◆ Required action: In this material, which lines include the string "used"? Show them.

*** The records ***

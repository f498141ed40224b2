//! Track descriptor: the in-memory representation of one downloadable item

use std::fmt;

/// Audio container format of a downloaded track
///
/// `Flac` is what the lossless quality tier delivers, `Ogg` the compressed
/// (Vorbis) tier. The format starts out as `Flac` and is downgraded by the
/// stream acquirer when no lossless asset exists.
#[derive(Debug, Clone, Copy, PartialEq, Eq)]
pub enum AudioFormat {
    Flac,
    Ogg,
}

impl AudioFormat {
    /// File extension without the leading dot
    pub fn ext(&self) -> &'static str {
        match self {
            AudioFormat::Flac => "flac",
            AudioFormat::Ogg => "ogg",
        }
    }

    /// Whether the tagger knows how to write metadata for this format
    pub fn is_taggable(&self) -> bool {
        matches!(self, AudioFormat::Ogg)
    }
}

impl fmt::Display for AudioFormat {
    fn fmt(&self, f: &mut fmt::Formatter<'_>) -> fmt::Result {
        f.write_str(self.ext())
    }
}

/// Metadata for one resolvable audio item
///
/// Created by the catalog resolver, consumed exactly once by the downloader.
/// Text fields default to `"?"` when the catalog has no value for them.
#[derive(Debug, Clone)]
pub struct Track {
    /// Opaque catalog track id (base62)
    pub id: String,
    /// Canonical item URL, used for display
    pub source_url: Option<String>,
    pub title: String,
    /// Comma-joined rendering of `artists`, kept in sync by the setters
    pub artist: String,
    /// All contributing artists, never empty
    pub artists: Vec<String>,
    pub album: String,
    /// Release date as reported by the catalog, may be empty
    pub date: String,
    pub cover_url: Option<String>,
    pub duration_secs: u32,
    pub track_number: u32,
    pub disc_number: u32,
    /// Selected download format, downgraded on quality-tier fallback
    pub format: AudioFormat,
}

impl Track {
    pub fn new(id: impl Into<String>) -> Self {
        Self {
            id: id.into(),
            source_url: None,
            title: "?".to_string(),
            artist: "?".to_string(),
            artists: vec!["?".to_string()],
            album: "?".to_string(),
            date: String::new(),
            cover_url: None,
            duration_secs: 0,
            track_number: 1,
            disc_number: 1,
            format: AudioFormat::Flac,
        }
    }

    /// Set a single artist, replacing the whole artist list
    pub fn set_artist(&mut self, artist: impl Into<String>) -> &mut Self {
        let artist = artist.into();
        self.artists = vec![artist.clone()];
        self.artist = artist;
        self
    }

    /// Set the full artist list; empty input is ignored to keep the
    /// never-empty invariant
    pub fn set_artists(&mut self, artists: Vec<String>) -> &mut Self {
        if !artists.is_empty() {
            self.artist = artists.join(", ");
            self.artists = artists;
        }
        self
    }

    /// First entry of `artists`, used as the artist folder name
    pub fn primary_artist(&self) -> &str {
        &self.artists[0]
    }

    /// `"{artist} - {title}"`, also the base of the file name
    pub fn display_name(&self) -> String {
        format!("{} - {}", self.artist, self.title)
    }

    /// Markdown link form, falling back to the plain display name when no
    /// source URL is known
    pub fn markdown_link(&self) -> String {
        match &self.source_url {
            Some(url) => format!("[{}](<{}>)", self.display_name(), url),
            None => self.display_name(),
        }
    }
}

impl fmt::Display for Track {
    fn fmt(&self, f: &mut fmt::Formatter<'_>) -> fmt::Result {
        write!(f, "{} - {}", self.artist, self.title)
    }
}

/// Equality is over the stable catalog id, not over transient download state
impl PartialEq for Track {
    fn eq(&self, other: &Self) -> bool {
        self.id == other.id
    }
}

impl Eq for Track {}

#[cfg(test)]
mod tests {
    use super::*;

    #[test]
    fn artist_is_joined_rendering_of_artists() {
        let mut track = Track::new("4uLU6hMCjMI75M1A2tKUQC");
        track.set_artists(vec!["Rick Astley".to_string(), "PNAU".to_string()]);
        assert_eq!(track.artist, "Rick Astley, PNAU");
        assert_eq!(track.artists.len(), 2);

        track.set_artist("Daft Punk");
        assert_eq!(track.artist, "Daft Punk");
        assert_eq!(track.artists, vec!["Daft Punk".to_string()]);
    }

    #[test]
    fn empty_artist_list_is_ignored() {
        let mut track = Track::new("id");
        track.set_artists(Vec::new());
        assert_eq!(track.artists, vec!["?".to_string()]);
        assert_eq!(track.artist, "?");
    }

    #[test]
    fn display_name_joins_artist_and_title() {
        let mut track = Track::new("id");
        track.title = "Harder Better Faster Stronger".to_string();
        track.set_artist("Daft Punk");
        assert_eq!(
            track.to_string(),
            "Daft Punk - Harder Better Faster Stronger"
        );
    }

    #[test]
    fn markdown_link_uses_source_url_when_present() {
        let mut track = Track::new("id");
        track.title = "Song".to_string();
        track.set_artist("Artist");
        assert_eq!(track.markdown_link(), "Artist - Song");

        track.source_url = Some("https://open.spotify.com/track/id".to_string());
        assert_eq!(
            track.markdown_link(),
            "[Artist - Song](<https://open.spotify.com/track/id>)"
        );
    }

    #[test]
    fn equality_is_by_catalog_id() {
        let mut a = Track::new("same");
        a.title = "One".to_string();
        let mut b = Track::new("same");
        b.title = "Two".to_string();
        b.format = AudioFormat::Ogg;
        assert_eq!(a, b);

        let c = Track::new("other");
        assert_ne!(a, c);
    }

    #[test]
    fn defaults_match_catalog_placeholders() {
        let track = Track::new("id");
        assert_eq!(track.title, "?");
        assert_eq!(track.album, "?");
        assert_eq!(track.track_number, 1);
        assert_eq!(track.disc_number, 1);
        assert_eq!(track.format, AudioFormat::Flac);
        assert!(track.date.is_empty());
    }
}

***

◆ Solution to this task:
    /// Canonical item URL, used for display
    /// First entry of `artists`, used as the artist folder name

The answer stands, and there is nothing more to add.